**Given records:**
------------------------------------------------------------------------

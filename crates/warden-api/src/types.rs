//! Instance and template resource types

use chrono::{DateTime, Utc};
use serde::{Deserialize, Serialize};
use std::collections::BTreeMap;
use warden_util::{InstanceKey, TenantId};

/// A provisioned ephemeral environment subject to lifecycle policy.
///
/// The engine mutates an instance only through its timer-state metadata,
/// its running flag, and deletion; everything else is owned by provisioning.
#[derive(Debug, Clone, Serialize, Deserialize)]
pub struct Instance {
    pub key: InstanceKey,

    /// Store-maintained revision; bumped on every successful write.
    /// Writes carrying a stale revision are rejected (optimistic concurrency).
    pub revision: u64,

    /// Creation timestamp; anchor for absolute-lifetime evaluation.
    pub created_at: DateTime<Utc>,

    /// Whether the environment is currently running.
    pub running: bool,

    /// Whether the underlying storage survives a stop.
    pub persistent: bool,

    /// Owning tenant and their notification address.
    pub tenant: TenantId,
    pub tenant_email: String,

    /// Name of the template this instance was created from.
    pub template: String,

    /// Human-readable name used in notifications.
    pub pretty_name: String,

    /// Durable key-value metadata; home of the timer state.
    #[serde(default)]
    pub metadata: BTreeMap<String, String>,
}

impl Instance {
    /// Look up a metadata value by key.
    pub fn metadata_value(&self, key: &str) -> Option<&str> {
        self.metadata.get(key).map(String::as_str)
    }

    /// Whether all three timer-state fields that bootstrap establishes
    /// are present. `lastNotification` is legitimately absent until the
    /// first warning, so it is not part of this check.
    pub fn is_bootstrapped(&self) -> bool {
        self.metadata.contains_key(crate::ALERT_COUNT_KEY)
            && self.metadata.contains_key(crate::LAST_ACTIVITY_KEY)
            && self.metadata.contains_key(crate::LAST_RUNNING_KEY)
    }
}

/// The policy source for a class of instances.
///
/// Read-only input from the engine's perspective.
#[derive(Debug, Clone, Serialize, Deserialize)]
pub struct Template {
    pub name: String,
    pub pretty_name: String,

    /// Max-lifetime policy string: `never` or `<int>[mhd]`.
    pub delete_after: String,

    /// Inactivity-timeout policy string: `never` or `<int>[mhd]`.
    pub inactivity_timeout: String,

    /// Template-level metadata; may carry the `maxAlerts` override.
    #[serde(default)]
    pub metadata: BTreeMap<String, String>,
}

impl Template {
    /// Raw `maxAlerts` override value, if set.
    pub fn max_alerts_override(&self) -> Option<&str> {
        self.metadata.get(crate::MAX_ALERTS_KEY).map(String::as_str)
    }
}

------------------------------------------------------------------------

**Task requirements:**
Pull out every line in the data above that has the word "Whether".

**Task solution:**
    /// Whether the environment is currently running.
    /// Whether the underlying storage survives a stop.
    /// Whether all three timer-state fields that bootstrap establishes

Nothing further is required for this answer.